Han Li - Stanford Group Company
Yes, good afternoon. Two questions. One is on RECOTHROM. You said you have 60 P&T committee meetings took place in the past several months. What has been the sticking point in discussion to the P&T? Is it because of lack of the 20K unit or spray or is it good resistance from the recombinant bovine product or pricing?
Bruce Carter
I don't think we do have a sticking point. As I pointed out, of the 60 that have met, 22 agreed to completely switch to RECOTHROM, 27 decided they would add RECOTHROM. As we've said before, it takes time to get on these P&T committee agendas. Even if they meet monthly, there's no guarantee, and indeed we're not necessarily getting on the first month. I think I mentioned at previous call that I had been out with a salesman and we went to visit the University of Washington, were talking to the pharmacist, and I asked are we on the P&T committee, and I was told yes. And when I asked, "Well, when?" they said June. So, it simply takes time to go through this process. And what I was trying to point out is that, when we get on those P&T committee agendas, we are having success.

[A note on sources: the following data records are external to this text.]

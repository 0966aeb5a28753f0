use std::pin::pin;
use std::sync::Arc;
use std::time::Duration;

use tokio_util::sync::CancellationToken;
use tracing::Instrument;

use super::process_account_deletion::ProcessAccountDeletionUseCase;
use crate::domain::account_deletion::entities::Delivery;
use crate::domain::account_deletion::errors::QueueError;
use crate::domain::account_deletion::ports::DeletionQueue;
use crate::domain::account_deletion::value_objects::RetryOutcome;

const BACKOFF_AFTER_QUEUE_ERROR: Duration = Duration::from_secs(1);

/// Pulls deletion events off the queue and runs the cascade for each one.
///
/// Events are acked only after the cascade succeeds. A failed cascade goes
/// back to the queue for redelivery until the queue dead-letters it.
pub struct DeletionWorker {
  queue: Arc<dyn DeletionQueue>,
  processor: Arc<ProcessAccountDeletionUseCase>,
  reserve_timeout: Duration,
}

impl DeletionWorker {
  pub fn new(
    queue: Arc<dyn DeletionQueue>,
    processor: Arc<ProcessAccountDeletionUseCase>,
    reserve_timeout: Duration,
  ) -> Self {
    Self {
      queue,
      processor,
      reserve_timeout,
    }
  }

  /// Handles at most one event. Returns false when nothing arrived within the
  /// reserve timeout.
  pub async fn run_once(&self) -> Result<bool, QueueError> {
    match self.queue.reserve(self.reserve_timeout).await? {
      Some(delivery) => {
        self.handle(delivery).await?;
        Ok(true)
      }
      None => Ok(false),
    }
  }

  /// Processes events until `shutdown` is cancelled. Only waiting for the next
  /// event is interrupted; a cascade that already started runs to completion.
  pub async fn run(&self, shutdown: CancellationToken) {
    tracing::info!("Deletion worker started");
    let mut cancelled = pin!(shutdown.cancelled());

    loop {
      let reserved = tokio::select! {
        biased;
        _ = &mut cancelled => break,
        reserved = self.queue.reserve(self.reserve_timeout) => reserved,
      };

      let result = match reserved {
        Ok(Some(delivery)) => self.handle(delivery).await,
        Ok(None) => continue,
        Err(e) => Err(e),
      };

      if let Err(e) = result {
        tracing::error!("Deletion queue error: {}", e);
        tokio::select! {
          _ = &mut cancelled => break,
          _ = tokio::time::sleep(BACKOFF_AFTER_QUEUE_ERROR) => {}
        }
      }
    }

    tracing::info!("Deletion worker stopped");
  }

  async fn handle(&self, delivery: Delivery) -> Result<(), QueueError> {
    let span = tracing::info_span!(
      "account_deletion",
      user_id = %delivery.event.user_id(),
      event_id = %delivery.event.event_id,
    );

    async {
      match self.processor.execute(&delivery.event).await {
        Ok(()) => {
          self.queue.ack(&delivery).await?;
          tracing::info!("Account deletion completed");
        }
        Err(e) => {
          tracing::error!(
            "Account deletion failed on attempt {}: {}",
            delivery.event.attempt + 1,
            e
          );
          match self.queue.retry(delivery).await? {
            RetryOutcome::Requeued { attempt } => {
              tracing::warn!("Account deletion requeued after {} failed attempts", attempt);
            }
            RetryOutcome::DeadLettered => {
              tracing::error!("Account deletion dead-lettered, manual follow-up required");
            }
          }
        }
      }
      Ok(())
    }
    .instrument(span)
    .await
  }
}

Han Li - Stanford Group Company
Okay. When you say added to the list, does it mean they carry both bovine and recombinant product?
Bruce Carter
Correct.
Han Li - Stanford Group Company
But will that for long, or is this just a temporary testing period?
Bruce Carter
I am sorry I didn't catch the last part of the question.
Han Li - Stanford Group Company
Should the hospital carry two products, are in the same category.
Bruce Carter
I think that will occur for a period of time, but we think that eventually they will only carry one.
Han Li - Stanford Group Company
I see. And quickly, switching to Atacicept, what's your comments on the Rituxan setback in lupus? And also on the lupus and nephritis trial, you have head-to-head comparison to against CellCept. What's the rationale of it? Why not a combination?
Doug Williams
So, our reaction to the Rituxan clinical trial situation, this is Doug. Is basically that -- I think its important to note that -- well actually there are several things to note? First and foremost, even though there is some overlap in the mechanism between Atacicept and rituximab, they are two very different drugs that work in two very different ways. I think it's also safe to say that the trial design between what rituximab was trying to and explorer versus what we're attempting to do in our general SLE study are vastly different.